# 나니



## idialegre

In the following sentence, from a newspaper article, 

계산하고 나니 여전히 주머니에 30달러 정도 남아있었다.

I can't figure out what 나니 means. Is this some form of the verb 나다? Or a form of 나, meaning "I"? Or a typo?

Thanks to anyone who can clear it up for me!


----------



## vientito

idialegre said:


> In the following sentence, from a newspaper article,
> 
> 계산하고 나니 여전히 주머니에 30달러 정도 남아있었다.
> 
> I can't figure out what 나니 means. Is this some form of the verb 나다? Or a form of 나, meaning "I"? Or a typo?
> 
> Thanks to anyone who can clear it up for me!



I think that roughly translates as

"whereupon"

the first 고 나 often follows a verb to signify "after".  니 just short for 니(까)


----------



## pumpkin_bird

나니 is "-나다" + "-니".

In this sentence, the main verb is '계산하다'.
'-나다' is an assistance verb that signifies the end of an action(the main verb).

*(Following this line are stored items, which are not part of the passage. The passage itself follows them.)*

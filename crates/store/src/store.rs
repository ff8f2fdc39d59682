//! The versioned store contract

use crate::effects::Effects;
use crate::error::{Error, Result};
use ordo_common::{Anchor, OrderIndex, Term};
use std::collections::{BTreeMap, BTreeSet};

/// Keys starting with this prefix hold node state
///
/// Program results never write under it. Backends that take keys from
/// programs must refuse them with [`is_reserved`].
pub const RESERVED_PREFIX: &[u8] = b"\x00ordo/";

pub fn is_reserved(key: &[u8]) -> bool {
    key.starts_with(RESERVED_PREFIX)
}

/// Table of byte keys whose values are versioned by order index
///
/// Implementations must apply each [`Effects`] atomically: a reader either
/// sees all of one transaction's effects or none of them.
pub trait VersionedStore: Send + Sync {
    /// Latest value of `key` written at an index `<= as_of`
    fn get(&self, key: &[u8], as_of: OrderIndex) -> Result<Option<Term>>;

    /// All keys starting with `prefix`, each at its latest version `<= as_of`,
    /// sorted by key
    fn scan_prefix(&self, prefix: &[u8], as_of: OrderIndex) -> Result<Vec<(Vec<u8>, Term)>>;

    /// Apply one transaction's effects at index `at`
    fn apply(&self, at: OrderIndex, effects: &Effects) -> Result<()>;

    /// Highest index `<= as_of` at which `anchor` was recorded
    fn root_height(&self, anchor: &Anchor, as_of: OrderIndex) -> Result<Option<OrderIndex>>;

    /// Most recent anchor recorded at an index `<= as_of`
    fn latest_root_at_or_before(&self, as_of: OrderIndex) -> Result<Option<(OrderIndex, Anchor)>>;

    /// Highest index at which effects were applied, `GENESIS` for a fresh store
    fn last_index(&self) -> Result<OrderIndex>;

    /// Overwrite a single key at `at`
    fn put(&self, key: &[u8], value: Term, at: OrderIndex) -> Result<()> {
        self.apply(at, &Effects::none().with_write(key, value))
    }

    /// Union `values` into the set stored at `key`, as a new version at `at`
    fn merge_set(&self, key: &[u8], values: BTreeSet<Term>, at: OrderIndex) -> Result<()> {
        self.apply(at, &Effects::none().with_append(key, values))
    }
}

/// Resolve effects into the final `(key, value)` versions to store at `at`
///
/// `lookup` reads the currently stored value (as of `at`). Writes come first,
/// so an append to a key written in the same effects unions into the new value.
pub(crate) fn resolve_effects<F>(
    effects: &Effects,
    at: OrderIndex,
    mut lookup: F,
) -> Result<BTreeMap<Vec<u8>, Term>>
where
    F: FnMut(&[u8], OrderIndex) -> Result<Option<Term>>,
{
    let mut resolved: BTreeMap<Vec<u8>, Term> = BTreeMap::new();

    for (key, value) in &effects.write {
        resolved.insert(key.clone(), value.clone());
    }

    for (key, values) in &effects.append {
        let current = match resolved.remove(key) {
            Some(value) => Some(value),
            None => lookup(key, at)?,
        };
        let merged = match current {
            None => values.clone(),
            Some(Term::Set(mut existing)) => {
                existing.extend(values.iter().cloned());
                existing
            }
            Some(_) => return Err(Error::NotASet(String::from_utf8_lossy(key).into_owned())),
        };
        resolved.insert(key.clone(), Term::Set(merged));
    }

    Ok(resolved)
}
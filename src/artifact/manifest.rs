use crate::error::Result;
use serde::{Deserialize, Serialize};
use std::fs;
use std::path::Path;

pub const MANIFEST_FILE: &str = ".hubfetch.toml";

#[derive(Debug, Clone, PartialEq, Serialize, Deserialize)]
pub struct FileEntry {
    pub name: String,
    pub size: u64,
}

#[derive(Debug, Clone, PartialEq, Serialize, Deserialize)]
pub struct FetchManifest {
    pub model_id: String,
    pub tokenizer_id: String,
    pub fetched_at: String,
    pub files: Vec<FileEntry>,
}

impl FetchManifest {
    pub fn new(model_id: String, tokenizer_id: String, files: Vec<FileEntry>) -> Self {
        Self {
            model_id,
            tokenizer_id,
            fetched_at: chrono::Utc::now().to_rfc3339(),
            files,
        }
    }

    pub fn load(dir: &Path) -> Result<Option<Self>> {
        let path = dir.join(MANIFEST_FILE);
        if !path.exists() {
            return Ok(None);
        }

        let content = fs::read_to_string(&path)?;
        let manifest: FetchManifest = toml::from_str(&content)?;
        Ok(Some(manifest))
    }

    pub fn save(&self, dir: &Path) -> Result<()> {
        let content = toml::to_string_pretty(self)?;
        fs::write(dir.join(MANIFEST_FILE), content)?;
        Ok(())
    }
}

pub fn format_size(bytes: u64) -> String {
    if bytes < 1024 {
        format!("{} B", bytes)
    } else if bytes < 1024 * 1024 {
        format!("{:.1} KB", bytes as f64 / 1024.0)
    } else if bytes < 1024 * 1024 * 1024 {
        format!("{:.1} MB", bytes as f64 / 1024.0 / 1024.0)
    } else {
        format!("{:.1} GB", bytes as f64 / 1024.0 / 1024.0 / 1024.0)
    }
}

#[cfg(test)]
mod tests {
    use super::*;
    use crate::error::Error;

    #[test]
    fn manifest_roundtrips_through_toml() {
        let tmp = tempfile::tempdir().unwrap();
        let manifest = FetchManifest::new(
            "org/model".to_string(),
            "org/tokenizer".to_string(),
            vec![
                FileEntry {
                    name: "model.safetensors".to_string(),
                    size: 98_304,
                },
                FileEntry {
                    name: "config.json".to_string(),
                    size: 1_021,
                },
            ],
        );

        manifest.save(tmp.path()).unwrap();
        let loaded = FetchManifest::load(tmp.path()).unwrap();
        assert_eq!(loaded, Some(manifest));
    }

    #[test]
    fn missing_manifest_loads_as_none() {
        let tmp = tempfile::tempdir().unwrap();
        assert_eq!(FetchManifest::load(tmp.path()).unwrap(), None);
    }

    #[test]
    fn malformed_manifest_is_a_serialization_error() {
        let tmp = tempfile::tempdir().unwrap();
        fs::write(tmp.path().join(MANIFEST_FILE), "files = 3").unwrap();
        assert!(matches!(
            FetchManifest::load(tmp.path()),
            Err(Error::SerializationError(_))
        ));
    }

    #[test]
    fn format_size_picks_sensible_units() {
        assert_eq!(format_size(512), "512 B");
        assert_eq!(format_size(2048), "2.0 KB");
        assert_eq!(format_size(5_300_000), "5.1 MB");
        assert_eq!(format_size(3_221_225_472), "3.0 GB");
    }
}
use std::fmt;

#[derive(Debug)]
pub enum Error {
	InvalidIdentifier(String),
	DownloadFailed(String),
	ArtifactMissing(String),
	IoError(std::io::Error),
	SerializationError(String),
}

impl fmt::Display for Error {
	fn fmt(&self, f: &mut fmt::Formatter<'_>) -> fmt::Result {
		match self {
			Error::InvalidIdentifier(msg) => write!(f, "Invalid identifier: {}", msg),
			Error::DownloadFailed(msg) => write!(f, "Download failed: {}", msg),
			Error::ArtifactMissing(msg) => write!(f, "Missing artifact: {}", msg),
			Error::IoError(e) => write!(f, "IO error: {}", e),
			Error::SerializationError(msg) => write!(f, "Serialization error: {}", msg),
		}
	}
}

impl std::error::Error for Error {}

impl From<std::io::Error> for Error {
	fn from(err: std::io::Error) -> Self {
		Error::IoError(err)
	}
}

impl From<serde_json::Error> for Error {
	fn from(err: serde_json::Error) -> Self {
		Error::SerializationError(err.to_string())
	}
}

impl From<toml::de::Error> for Error {
	fn from(err: toml::de::Error) -> Self {
		Error::SerializationError(err.to_string())
	}
}

impl From<toml::ser::Error> for Error {
	fn from(err: toml::ser::Error) -> Self {
		Error::SerializationError(err.to_string())
	}
}

pub type Result<T> = std::result::Result<T, Error>;
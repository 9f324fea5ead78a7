use crate::config::{DEFAULT_MODEL_ID, DEFAULT_OUTPUT_DIR};
use clap::{Parser, Subcommand};
use std::path::PathBuf;

#[derive(Parser)]
#[command(name = "hubfetch")]
#[command(version, about = "Prefetches Hugging Face model artifacts for offline loading", long_about = None)]
pub struct Cli {
	/// Running without a subcommand fetches the default model and tokenizer
	#[command(subcommand)]
	pub command: Option<Commands>,
}

#[derive(Subcommand)]
pub enum Commands {
	/// Download model and tokenizer artifacts into the output directory
	Fetch {
		/// Hub repository ID of the model, optionally pinned as "org/name@revision"
		#[arg(long, env = "HUBFETCH_MODEL_ID", default_value = DEFAULT_MODEL_ID)]
		model_id: String,

		/// Hub repository ID of the tokenizer (defaults to the model ID)
		#[arg(long, env = "HUBFETCH_TOKENIZER_ID")]
		tokenizer_id: Option<String>,

		/// Directory that receives the artifact files
		#[arg(long, env = "HUBFETCH_OUTPUT_DIR", default_value = DEFAULT_OUTPUT_DIR)]
		output_dir: PathBuf,
	},

	/// Check that a directory holds a complete artifact set
	Verify {
		/// Directory to inspect
		#[arg(long, env = "HUBFETCH_OUTPUT_DIR", default_value = DEFAULT_OUTPUT_DIR)]
		output_dir: PathBuf,
	},

	/// Show what a previous fetch wrote
	List {
		/// Directory holding fetched artifacts
		#[arg(long, env = "HUBFETCH_OUTPUT_DIR", default_value = DEFAULT_OUTPUT_DIR)]
		output_dir: PathBuf,
	},
}

#[cfg(test)]
mod tests {
	use super::*;
	use clap::CommandFactory;

	#[test]
	fn cli_definition_is_consistent() {
		Cli::command().debug_assert();
	}

	#[test]
	fn bare_invocation_has_no_subcommand() {
		let cli = Cli::try_parse_from(["hubfetch"]).unwrap();
		assert!(cli.command.is_none());
	}

	#[test]
	fn fetch_accepts_explicit_identifiers() {
		let cli = Cli::try_parse_from([
			"hubfetch",
			"fetch",
			"--model-id",
			"org/model",
			"--tokenizer-id",
			"org/tokenizer",
			"--output-dir",
			"artifacts",
		])
		.unwrap();

		match cli.command {
			Some(Commands::Fetch {
				model_id,
				tokenizer_id,
				output_dir,
			}) => {
				assert_eq!(model_id, "org/model");
				assert_eq!(tokenizer_id.as_deref(), Some("org/tokenizer"));
				assert_eq!(output_dir, PathBuf::from("artifacts"));
			}
			_ => panic!("expected fetch subcommand"),
		}
	}

	#[test]
	fn verify_accepts_output_dir() {
		let cli = Cli::try_parse_from(["hubfetch", "verify", "--output-dir", "artifacts"]).unwrap();
		match cli.command {
			Some(Commands::Verify { output_dir }) => {
				assert_eq!(output_dir, PathBuf::from("artifacts"));
			}
			_ => panic!("expected verify subcommand"),
		}
	}
}
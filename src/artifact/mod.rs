pub mod fetcher;
pub mod manifest;

pub use fetcher::ArtifactFetcher;
pub use manifest::{format_size, FetchManifest, FileEntry};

'-니' comes at the end of a word and it can be used for several purposes
but in this sentence, it is used to connect two different, but related facts: 계산하다 and 30달러가 남다.
Usually these facts comes in chronological order 
or the former is a cause of the latter,
so it is all right to understand like '(verb)고 나니' means "After I finish (verb)".

For example, 수영을 하고 나니 means "After I finished swimming".

And I would translate the sentence you asked like this:
"After I had paid, I still had about $30 in my pocket."

I hope my explanation helps!


----------



## idialegre

Thanks, pumpkin bird, that is a very lucid and helpful explanation.

Could you also use 나서 in this case, instead of 나니 ?


----------



## pumpkin_bird

Oh...I shouldn't have mentioned the chronological order for the explanation of '나니'....
I'll explain it again.

'나서' and '나니' are different.

Both are used to connect two different facts,
but '나니' is used only when the two facts are related.

As I mentioned before, 나니 is "나다" + "-니".

(A)하고 나니 (B)
A is a cause or a premise of B.
A is the main verb.

--------------------------------
'나서' is '나다'+'-여서'.

'나다' means you finished doing something,
and it is '-여서' that connects two different facts.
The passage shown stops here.